» Assignment
Please restate the data word for word, in full.

** Opening Working data block **

//! Simulated collaborators
//!
//! Stand-ins for the webcam, the classifiers, the pose model and the render
//! surface. The demo binary runs the engine headless on these and the tests
//! script them.

use std::sync::atomic::{AtomicUsize, Ordering};
use std::sync::Arc;

use futures_util::future::{self, BoxFuture};
use futures_util::FutureExt;
use glam::Vec2;
use image::{Rgba, RgbaImage};

use crate::channel::ChannelId;
use crate::error::{PredictError, SetupError};
use crate::pose::{Pose, PoseEstimator};
use crate::predict::{CameraSource, Frame, Prediction, Predictor};
use crate::render::{Primitive, RenderSurface, Style};

/// Camera producing one solid-color frame
pub struct SyntheticCamera {
    frame: Option<Frame>,
    /// Starts that still fail before the camera opens; `usize::MAX` never opens
    failures_left: AtomicUsize,
    failure_reason: String,
    starts: AtomicUsize,
}

impl SyntheticCamera {
    pub fn new(width: u32, height: u32) -> Self {
        Self::with_color(width, height, [200, 40, 40, 255])
    }

    pub fn with_color(width: u32, height: u32, color: [u8; 4]) -> Self {
        Self {
            frame: Some(Arc::new(RgbaImage::from_pixel(width, height, Rgba(color)))),
            failures_left: AtomicUsize::new(0),
            failure_reason: String::new(),
            starts: AtomicUsize::new(0),
        }
    }

    /// Opens fine but never has a frame
    pub fn without_frames() -> Self {
        Self {
            frame: None,
            ..Self::new(1, 1)
        }
    }

    /// Every start fails
    pub fn failing(reason: impl Into<String>) -> Self {
        Self::failing_times(usize::MAX, reason)
    }

    /// The first `times` starts fail, later ones succeed
    pub fn failing_times(times: usize, reason: impl Into<String>) -> Self {
        Self {
            failures_left: AtomicUsize::new(times),
            failure_reason: reason.into(),
            ..Self::new(8, 8)
        }
    }

    pub fn start_count(&self) -> usize {
        self.starts.load(Ordering::SeqCst)
    }
}

impl CameraSource for SyntheticCamera {
    fn start(&self) -> Result<(), SetupError> {
        self.starts.fetch_add(1, Ordering::SeqCst);
        let left = self.failures_left.load(Ordering::SeqCst);
        if left == 0 {
            return Ok(());
        }
        if left != usize::MAX {
            self.failures_left.fetch_sub(1, Ordering::SeqCst);
        }
        Err(SetupError::Camera(self.failure_reason.clone()))
    }

    fn current_frame(&self) -> Option<Frame> {
        self.frame.clone()
    }
}

/// Predictor that replays a script of results, cycling when it runs out
pub struct ScriptedPredictor {
    steps: Vec<Result<Vec<Prediction>, PredictError>>,
    calls: AtomicUsize,
    load_error: Option<SetupError>,
}

impl ScriptedPredictor {
    pub fn new(steps: Vec<Result<Vec<Prediction>, PredictError>>) -> Self {
        Self {
            steps,
            calls: AtomicUsize::new(0),
            load_error: None,
        }
    }

    /// Same predictions on every call
    pub fn constant(predictions: Vec<Prediction>) -> Self {
        Self::new(vec![Ok(predictions)])
    }

    /// Loading the model fails for `channel`
    pub fn failing_load(channel: ChannelId, reason: impl Into<String>) -> Self {
        Self {
            load_error: Some(SetupError::Model {
                channel,
                reason: reason.into(),
            }),
            ..Self::new(Vec::new())
        }
    }

    /// Number of predict calls so far
    pub fn calls(&self) -> usize {
        self.calls.load(Ordering::SeqCst)
    }
}

impl Predictor for ScriptedPredictor {
    fn load(&self) -> Result<(), SetupError> {
        match &self.load_error {
            Some(error) => Err(error.clone()),
            None => Ok(()),
        }
    }

    fn predict(&self, _frame: Frame) -> BoxFuture<'_, Result<Vec<Prediction>, PredictError>> {
        let call = self.calls.fetch_add(1, Ordering::SeqCst);
        let step = if self.steps.is_empty() {
            Ok(Vec::new())
        } else {
            self.steps[call % self.steps.len()].clone()
        };
        future::ready(step).boxed()
    }
}

/// Pose estimator that replays a script of results, cycling when it runs out
pub struct ScriptedPoseEstimator {
    steps: Vec<Result<Option<Pose>, PredictError>>,
    calls: AtomicUsize,
    load_error: Option<String>,
}

impl ScriptedPoseEstimator {
    pub fn new(steps: Vec<Result<Option<Pose>, PredictError>>) -> Self {
        Self {
            steps,
            calls: AtomicUsize::new(0),
            load_error: None,
        }
    }

    pub fn constant(pose: Option<Pose>) -> Self {
        Self::new(vec![Ok(pose)])
    }

    pub fn failing_load(reason: impl Into<String>) -> Self {
        Self {
            load_error: Some(reason.into()),
            ..Self::new(Vec::new())
        }
    }

    pub fn calls(&self) -> usize {
        self.calls.load(Ordering::SeqCst)
    }
}

impl PoseEstimator for ScriptedPoseEstimator {
    fn load(&self) -> Result<(), SetupError> {
        match &self.load_error {
            Some(reason) => Err(SetupError::Pose(reason.clone())),
            None => Ok(()),
        }
    }

    fn estimate(&self, _frame: Frame) -> BoxFuture<'_, Result<Option<Pose>, PredictError>> {
        let call = self.calls.fetch_add(1, Ordering::SeqCst);
        let step = if self.steps.is_empty() {
            Ok(None)
        } else {
            self.steps[call % self.steps.len()].clone()
        };
        future::ready(step).boxed()
    }
}

/// Surface that keeps every draw call
#[derive(Debug, Clone, Default)]
pub struct RecordingSurface {
    size: Vec2,
    calls: Vec<(Primitive, Style)>,
}

impl RecordingSurface {
    pub fn new(width: f32, height: f32) -> Self {
        Self {
            size: Vec2::new(width, height),
            calls: Vec::new(),
        }
    }

    pub fn calls(&self) -> &[(Primitive, Style)] {
        &self.calls
    }

    /// Content of every text primitive, in draw order
    pub fn texts(&self) -> Vec<&str> {
        self.calls
            .iter()
            .filter_map(|(primitive, _)| match primitive {
                Primitive::Text { content, .. } => Some(content.as_str()),
                _ => None,
            })
            .collect()
    }

    pub fn clear(&mut self) {
        self.calls.clear();
    }
}

impl RenderSurface for RecordingSurface {
    fn size(&self) -> Vec2 {
        self.size
    }

    fn draw(&mut self, primitive: &Primitive, style: &Style) {
        self.calls.push((primitive.clone(), *style));
    }
}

** Closing Working data block **

» Expected answer
//! Simulated collaborators
//!
//! Stand-ins for the webcam, the classifiers, the pose model and the render
//! surface. The demo binary runs the engine headless on these and the tests
//! script them.

use std::sync::atomic::{AtomicUsize, Ordering};
use std::sync::Arc;

use futures_util::future::{self, BoxFuture};
use futures_util::FutureExt;
use glam::Vec2;
use image::{Rgba, RgbaImage};

use crate::channel::ChannelId;
use crate::error::{PredictError, SetupError};
use crate::pose::{Pose, PoseEstimator};
use crate::predict::{CameraSource, Frame, Prediction, Predictor};
use crate::render::{Primitive, RenderSurface, Style};

/// Camera producing one solid-color frame
pub struct SyntheticCamera {
    frame: Option<Frame>,
    /// Starts that still fail before the camera opens; `usize::MAX` never opens
    failures_left: AtomicUsize,
    failure_reason: String,
    starts: AtomicUsize,
}

impl SyntheticCamera {
    pub fn new(width: u32, height: u32) -> Self {
        Self::with_color(width, height, [200, 40, 40, 255])
    }

    pub fn with_color(width: u32, height: u32, color: [u8; 4]) -> Self {
        Self {
            frame: Some(Arc::new(RgbaImage::from_pixel(width, height, Rgba(color)))),
            failures_left: AtomicUsize::new(0),
            failure_reason: String::new(),
            starts: AtomicUsize::new(0),
        }
    }

    /// Opens fine but never has a frame
    pub fn without_frames() -> Self {
        Self {
            frame: None,
            ..Self::new(1, 1)
        }
    }

    /// Every start fails
    pub fn failing(reason: impl Into<String>) -> Self {
        Self::failing_times(usize::MAX, reason)
    }

    /// The first `times` starts fail, later ones succeed
    pub fn failing_times(times: usize, reason: impl Into<String>) -> Self {
        Self {
            failures_left: AtomicUsize::new(times),
            failure_reason: reason.into(),
            ..Self::new(8, 8)
        }
    }

    pub fn start_count(&self) -> usize {
        self.starts.load(Ordering::SeqCst)
    }
}

impl CameraSource for SyntheticCamera {
    fn start(&self) -> Result<(), SetupError> {
        self.starts.fetch_add(1, Ordering::SeqCst);
        let left = self.failures_left.load(Ordering::SeqCst);
        if left == 0 {
            return Ok(());
        }
        if left != usize::MAX {
            self.failures_left.fetch_sub(1, Ordering::SeqCst);
        }
        Err(SetupError::Camera(self.failure_reason.clone()))
    }

    fn current_frame(&self) -> Option<Frame> {
        self.frame.clone()
    }
}

/// Predictor that replays a script of results, cycling when it runs out
pub struct ScriptedPredictor {
    steps: Vec<Result<Vec<Prediction>, PredictError>>,
    calls: AtomicUsize,
    load_error: Option<SetupError>,
}

impl ScriptedPredictor {
    pub fn new(steps: Vec<Result<Vec<Prediction>, PredictError>>) -> Self {
        Self {
            steps,
            calls: AtomicUsize::new(0),
            load_error: None,
        }
    }

    /// Same predictions on every call
    pub fn constant(predictions: Vec<Prediction>) -> Self {
        Self::new(vec![Ok(predictions)])
    }

    /// Loading the model fails for `channel`
    pub fn failing_load(channel: ChannelId, reason: impl Into<String>) -> Self {
        Self {
            load_error: Some(SetupError::Model {
                channel,
                reason: reason.into(),
            }),
            ..Self::new(Vec::new())
        }
    }

    /// Number of predict calls so far
    pub fn calls(&self) -> usize {
        self.calls.load(Ordering::SeqCst)
    }
}

impl Predictor for ScriptedPredictor {
    fn load(&self) -> Result<(), SetupError> {
        match &self.load_error {
            Some(error) => Err(error.clone()),
            None => Ok(()),
        }
    }

    fn predict(&self, _frame: Frame) -> BoxFuture<'_, Result<Vec<Prediction>, PredictError>> {
        let call = self.calls.fetch_add(1, Ordering::SeqCst);
        let step = if self.steps.is_empty() {
            Ok(Vec::new())
        } else {
            self.steps[call % self.steps.len()].clone()
        };
        future::ready(step).boxed()
    }
}

/// Pose estimator that replays a script of results, cycling when it runs out
pub struct ScriptedPoseEstimator {
    steps: Vec<Result<Option<Pose>, PredictError>>,
    calls: AtomicUsize,
    load_error: Option<String>,
}

impl ScriptedPoseEstimator {
    pub fn new(steps: Vec<Result<Option<Pose>, PredictError>>) -> Self {
        Self {
            steps,
            calls: AtomicUsize::new(0),
            load_error: None,
        }
    }

    pub fn constant(pose: Option<Pose>) -> Self {
        Self::new(vec![Ok(pose)])
    }

    pub fn failing_load(reason: impl Into<String>) -> Self {
        Self {
            load_error: Some(reason.into()),
            ..Self::new(Vec::new())
        }
    }

    pub fn calls(&self) -> usize {
        self.calls.load(Ordering::SeqCst)
    }
}

impl PoseEstimator for ScriptedPoseEstimator {
    fn load(&self) -> Result<(), SetupError> {
        match &self.load_error {
            Some(reason) => Err(SetupError::Pose(reason.clone())),
            None => Ok(()),
        }
    }

    fn estimate(&self, _frame: Frame) -> BoxFuture<'_, Result<Option<Pose>, PredictError>> {
        let call = self.calls.fetch_add(1, Ordering::SeqCst);
        let step = if self.steps.is_empty() {
            Ok(None)
        } else {
            self.steps[call % self.steps.len()].clone()
        };
        future::ready(step).boxed()
    }
}

/// Surface that keeps every draw call
#[derive(Debug, Clone, Default)]
pub struct RecordingSurface {
    size: Vec2,
    calls: Vec<(Primitive, Style)>,
}

impl RecordingSurface {
    pub fn new(width: f32, height: f32) -> Self {
        Self {
            size: Vec2::new(width, height),
            calls: Vec::new(),
        }
    }

    pub fn calls(&self) -> &[(Primitive, Style)] {
        &self.calls
    }

    /// Content of every text primitive, in draw order
    pub fn texts(&self) -> Vec<&str> {
        self.calls
            .iter()
            .filter_map(|(primitive, _)| match primitive {
                Primitive::Text { content, .. } => Some(content.as_str()),
                _ => None,
            })
            .collect()
    }

    pub fn clear(&mut self) {
        self.calls.clear();
    }
}

impl RenderSurface for RecordingSurface {
    fn size(&self) -> Vec2 {
        self.size
    }

    fn draw(&mut self, primitive: &Primitive, style: &Style) {
        self.calls.push((primitive.clone(), *style));
    }
}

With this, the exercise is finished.